====== Material shown
//! Fully connected gesture classifier trained with mini-batch Adam.
//!
//! Architecture: `Dense(128, ReLU) → Dropout(0.2) → Dense(64, ReLU) →
//! Dense(classes, softmax)`, sparse categorical cross-entropy loss. Weights use
//! Glorot-uniform initialization; all randomness comes from a seeded RNG.

use ndarray::{Array1, Array2, ArrayView1, ArrayView2, Axis};
use rand::Rng;
use rand::rngs::StdRng;
use rand::seq::SliceRandom;
use serde::{Deserialize, Serialize};
use tracing::info;

use handsign_core::{DEFAULT_SEED, DEFAULT_TEST_FRACTION};

/// Probabilities are clipped to this before taking the log.
const LOSS_EPSILON: f32 = 1e-7;

/// Hyperparameters of the network harness.
#[derive(Debug, Clone, PartialEq, Serialize, Deserialize)]
pub struct NetworkConfig {
    pub hidden: Vec<usize>,
    /// Dropout rate applied after the first hidden layer while training.
    pub dropout: f32,
    pub epochs: usize,
    pub batch_size: usize,
    pub learning_rate: f32,
    pub beta1: f32,
    pub beta2: f32,
    pub epsilon: f32,
    pub test_fraction: f64,
    pub seed: u64,
}

impl Default for NetworkConfig {
    fn default() -> Self {
        Self {
            hidden: vec![128, 64],
            dropout: 0.2,
            epochs: 20,
            batch_size: 32,
            learning_rate: 0.001,
            beta1: 0.9,
            beta2: 0.999,
            epsilon: 1e-7,
            test_fraction: DEFAULT_TEST_FRACTION,
            seed: DEFAULT_SEED,
        }
    }
}

/// One fully connected layer: `output = input · weights + bias`.
#[derive(Debug, Clone, PartialEq, Serialize, Deserialize)]
pub struct Dense {
    /// `(inputs, outputs)`.
    weights: Array2<f32>,
    bias: Array1<f32>,
}

impl Dense {
    fn glorot(inputs: usize, outputs: usize, rng: &mut StdRng) -> Self {
        let limit = (6.0 / (inputs + outputs) as f32).sqrt();
        Self {
            weights: Array2::from_shape_fn((inputs, outputs), |_| rng.gen_range(-limit..limit)),
            bias: Array1::zeros(outputs),
        }
    }

    fn forward(&self, input: ArrayView2<f32>) -> Array2<f32> {
        input.dot(&self.weights) + &self.bias
    }
}

/// Loss and accuracy after one epoch, on the training and validation sides.
#[derive(Debug, Clone, Copy, PartialEq, Serialize, Deserialize)]
pub struct EpochMetrics {
    pub epoch: usize,
    pub loss: f32,
    pub accuracy: f32,
    pub val_loss: f32,
    pub val_accuracy: f32,
}

#[derive(Debug, Clone, PartialEq, Serialize, Deserialize)]
pub struct FeedForwardNetwork {
    /// Hidden layers followed by the softmax output layer.
    layers: Vec<Dense>,
    dropout: f32,
}

impl FeedForwardNetwork {
    pub fn new(
        inputs: usize,
        hidden: &[usize],
        classes: usize,
        dropout: f32,
        rng: &mut StdRng,
    ) -> Self {
        let mut widths = Vec::with_capacity(hidden.len() + 2);
        widths.push(inputs);
        widths.extend_from_slice(hidden);
        widths.push(classes);

        let layers = widths
            .windows(2)
            .map(|w| Dense::glorot(w[0], w[1], rng))
            .collect();
        Self { layers, dropout }
    }

    pub fn input_width(&self) -> usize {
        self.layers.first().map_or(0, |l| l.weights.nrows())
    }

    pub fn num_classes(&self) -> usize {
        self.layers.last().map_or(0, |l| l.weights.ncols())
    }

    /// Each layer's bias matches its output width and feeds the next layer's input.
    pub(crate) fn is_well_formed(&self) -> bool {
        !self.layers.is_empty()
            && (0.0..1.0).contains(&self.dropout)
            && self
                .layers
                .iter()
                .all(|l| l.bias.len() == l.weights.ncols())
            && self
                .layers
                .windows(2)
                .all(|w| w[0].weights.ncols() == w[1].weights.nrows())
    }

    /// Class probabilities for each row of `x` (dropout disabled).
    pub fn predict_proba(&self, x: ArrayView2<f32>) -> Array2<f32> {
        let last = self.layers.len() - 1;
        let mut activation = x.to_owned();
        for (i, layer) in self.layers.iter().enumerate() {
            let z = layer.forward(activation.view());
            activation = if i == last { softmax(z) } else { z.mapv(relu) };
        }
        activation
    }

    /// Class probabilities for a single feature row.
    pub fn predict_one(&self, features: &[f32]) -> Vec<f32> {
        let row = ArrayView1::from(features).insert_axis(Axis(0));
        self.predict_proba(row).row(0).to_vec()
    }

    /// Mean cross-entropy and accuracy over `x` against integer labels `y`.
    pub fn evaluate(&self, x: ArrayView2<f32>, y: &[usize]) -> (f32, f32) {
        if y.is_empty() {
            return (0.0, 0.0);
        }
        let probs = self.predict_proba(x);
        let (loss, correct) = batch_loss(&probs, y);
        (loss / y.len() as f32, correct as f32 / y.len() as f32)
    }

    /// Train for `config.epochs` epochs, evaluating on `(x_val, y_val)` after each.
    pub fn fit(
        &mut self,
        x_train: ArrayView2<f32>,
        y_train: &[usize],
        x_val: ArrayView2<f32>,
        y_val: &[usize],
        config: &NetworkConfig,
        rng: &mut StdRng,
    ) -> Vec<EpochMetrics> {
        let mut adam = Adam::new(&self.layers, config);
        let mut order: Vec<usize> = (0..y_train.len()).collect();
        let mut history = Vec::with_capacity(config.epochs);
        let batch_size = config.batch_size.max(1);

        for epoch in 1..=config.epochs {
            order.shuffle(rng);
            let mut loss_sum = 0.0f32;
            let mut correct = 0usize;

            for batch in order.chunks(batch_size) {
                let xb = x_train.select(Axis(0), batch);
                let yb: Vec<usize> = batch.iter().map(|&i| y_train[i]).collect();
                let (loss, hits, grads) = self.backprop(xb.view(), &yb, rng);
                loss_sum += loss;
                correct += hits;
                adam.step(&mut self.layers, &grads);
            }

            let n = y_train.len().max(1) as f32;
            let (val_loss, val_accuracy) = self.evaluate(x_val, y_val);
            let metrics = EpochMetrics {
                epoch,
                loss: loss_sum / n,
                accuracy: correct as f32 / n,
                val_loss,
                val_accuracy,
            };
            info!(
                epoch,
                epochs = config.epochs,
                loss = metrics.loss,
                accuracy = metrics.accuracy,
                val_loss,
                val_accuracy,
                "epoch complete"
            );
            history.push(metrics);
        }
        history
    }

    /// Forward and backward pass over one batch with dropout active.
    ///
    /// Returns the summed loss, the number of correct predictions and the
    /// per-layer gradients of the mean loss.
    fn backprop(
        &self,
        x: ArrayView2<f32>,
        y: &[usize],
        rng: &mut StdRng,
    ) -> (f32, usize, Vec<(Array2<f32>, Array1<f32>)>) {
        let last = self.layers.len() - 1;
        // inputs[i] is the input of layer i.
        let mut inputs: Vec<Array2<f32>> = vec![x.to_owned()];
        let mut masks: Vec<Option<Array2<f32>>> = Vec::with_capacity(last);
        let mut probs = Array2::zeros((0, 0));

        for (i, layer) in self.layers.iter().enumerate() {
            let z = layer.forward(inputs[i].view());
            if i == last {
                probs = softmax(z);
                break;
            }
            let mut a = z.mapv(relu);
            let mask = (i == 0 && self.dropout > 0.0).then(|| dropout_mask(a.dim(), self.dropout, rng));
            if let Some(mask) = &mask {
                a *= mask;
            }
            masks.push(mask);
            inputs.push(a);
        }

        let (loss, correct) = batch_loss(&probs, y);

        // d(mean loss)/d(logits) for softmax + cross-entropy.
        let batch = y.len() as f32;
        let mut delta = probs;
        for (mut row, &label) in delta.rows_mut().into_iter().zip(y) {
            row[label] -= 1.0;
        }
        delta /= batch;

        let mut grads = Vec::with_capacity(self.layers.len());
        for i in (0..self.layers.len()).rev() {
            let grad_w = inputs[i].t().dot(&delta);
            let grad_b = delta.sum_axis(Axis(0));
            if i > 0 {
                let mut upstream = delta.dot(&self.layers[i].weights.t());
                if let Some(mask) = &masks[i - 1] {
                    upstream *= mask;
                }
                upstream.zip_mut_with(&inputs[i], |g, &a| {
                    if a <= 0.0 {
                        *g = 0.0;
                    }
                });
                delta = upstream;
            }
            grads.push((grad_w, grad_b));
        }
        grads.reverse();
        (loss, correct, grads)
    }
}

fn relu(x: f32) -> f32 {
    x.max(0.0)
}

/// Row-wise softmax with max subtraction.
fn softmax(mut z: Array2<f32>) -> Array2<f32> {
    for mut row in z.rows_mut() {
        let max = row.iter().fold(f32::NEG_INFINITY, |a, &b| a.max(b));
        row.mapv_inplace(|v| (v - max).exp());
        let sum = row.sum();
        if sum > 0.0 {
            row /= sum;
        }
    }
    z
}

/// Inverted dropout: kept units are scaled by `1 / (1 - rate)`.
fn dropout_mask(dim: (usize, usize), rate: f32, rng: &mut StdRng) -> Array2<f32> {
    let keep = 1.0 - rate;
    Array2::from_shape_fn(dim, |_| if rng.r#gen::<f32>() < keep { 1.0 / keep } else { 0.0 })
}

/// Summed cross-entropy and correct-prediction count for one batch.
fn batch_loss(probs: &Array2<f32>, y: &[usize]) -> (f32, usize) {
    let mut loss = 0.0f32;
    let mut correct = 0usize;
    for (row, &label) in probs.rows().into_iter().zip(y) {
        loss -= row[label].clamp(LOSS_EPSILON, 1.0 - LOSS_EPSILON).ln();
        if argmax(row.iter().copied()) == label {
            correct += 1;
        }
    }
    (loss, correct)
}

/// Index of the largest value; the first one wins ties.
pub(crate) fn argmax(values: impl IntoIterator<Item = f32>) -> usize {
    let mut best = (0, f32::NEG_INFINITY);
    for (i, v) in values.into_iter().enumerate() {
        if v > best.1 {
            best = (i, v);
        }
    }
    best.0
}

/// Adam with the bias correction folded into the step size.
struct Adam {
    lr: f32,
    beta1: f32,
    beta2: f32,
    epsilon: f32,
    t: i32,
    m: Vec<(Array2<f32>, Array1<f32>)>,
    v: Vec<(Array2<f32>, Array1<f32>)>,
}

impl Adam {
    fn new(layers: &[Dense], config: &NetworkConfig) -> Self {
        let zeros: Vec<_> = layers
            .iter()
            .map(|l| (Array2::zeros(l.weights.raw_dim()), Array1::zeros(l.bias.raw_dim())))
            .collect();
        Self {
            lr: config.learning_rate,
            beta1: config.beta1,
            beta2: config.beta2,
            epsilon: config.epsilon,
            t: 0,
            m: zeros.clone(),
            v: zeros,
        }
    }

    fn step(&mut self, layers: &mut [Dense], grads: &[(Array2<f32>, Array1<f32>)]) {
        self.t += 1;
        let (b1, b2, eps) = (self.beta1, self.beta2, self.epsilon);
        let alpha = self.lr * (1.0 - b2.powi(self.t)).sqrt() / (1.0 - b1.powi(self.t));

        for (((layer, (gw, gb)), (mw, mb)), (vw, vb)) in layers
            .iter_mut()
            .zip(grads)
            .zip(self.m.iter_mut())
            .zip(self.v.iter_mut())
        {
            update(&mut layer.weights, gw, mw, vw, b1, b2, alpha, eps);
            update(&mut layer.bias, gb, mb, vb, b1, b2, alpha, eps);
        }
    }
}

#[allow(clippy::too_many_arguments)]
fn update<D: ndarray::Dimension>(
    param: &mut ndarray::Array<f32, D>,
    grad: &ndarray::Array<f32, D>,
    m: &mut ndarray::Array<f32, D>,
    v: &mut ndarray::Array<f32, D>,
    b1: f32,
    b2: f32,
    alpha: f32,
    eps: f32,
) {
    m.zip_mut_with(grad, |m, &g| *m = b1 * *m + (1.0 - b1) * g);
    v.zip_mut_with(grad, |v, &g| *v = b2 * *v + (1.0 - b2) * g * g);
    ndarray::Zip::from(param)
        .and(&*m)
        .and(&*v)
        .for_each(|p, &m, &v| *p -= alpha * m / (v.sqrt() + eps));
}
============
Can you repeat, word for word, every line above from the one containing "let limit = (6.0" down to the one containing "widths.push(inputs);", including both?

▶ [Answer space]
        let limit = (6.0 / (inputs + outputs) as f32).sqrt();
        Self {
            weights: Array2::from_shape_fn((inputs, outputs), |_| rng.gen_range(-limit..limit)),
            bias: Array1::zeros(outputs),
        }
    }

    fn forward(&self, input: ArrayView2<f32>) -> Array2<f32> {
        input.dot(&self.weights) + &self.bias
    }
}

/// Loss and accuracy after one epoch, on the training and validation sides.
#[derive(Debug, Clone, Copy, PartialEq, Serialize, Deserialize)]
pub struct EpochMetrics {
    pub epoch: usize,
    pub loss: f32,
    pub accuracy: f32,
    pub val_loss: f32,
    pub val_accuracy: f32,
}

#[derive(Debug, Clone, PartialEq, Serialize, Deserialize)]
pub struct FeedForwardNetwork {
    /// Hidden layers followed by the softmax output layer.
    layers: Vec<Dense>,
    dropout: f32,
}

impl FeedForwardNetwork {
    pub fn new(
        inputs: usize,
        hidden: &[usize],
        classes: usize,
        dropout: f32,
        rng: &mut StdRng,
    ) -> Self {
        let mut widths = Vec::with_capacity(hidden.len() + 2);
        widths.push(inputs);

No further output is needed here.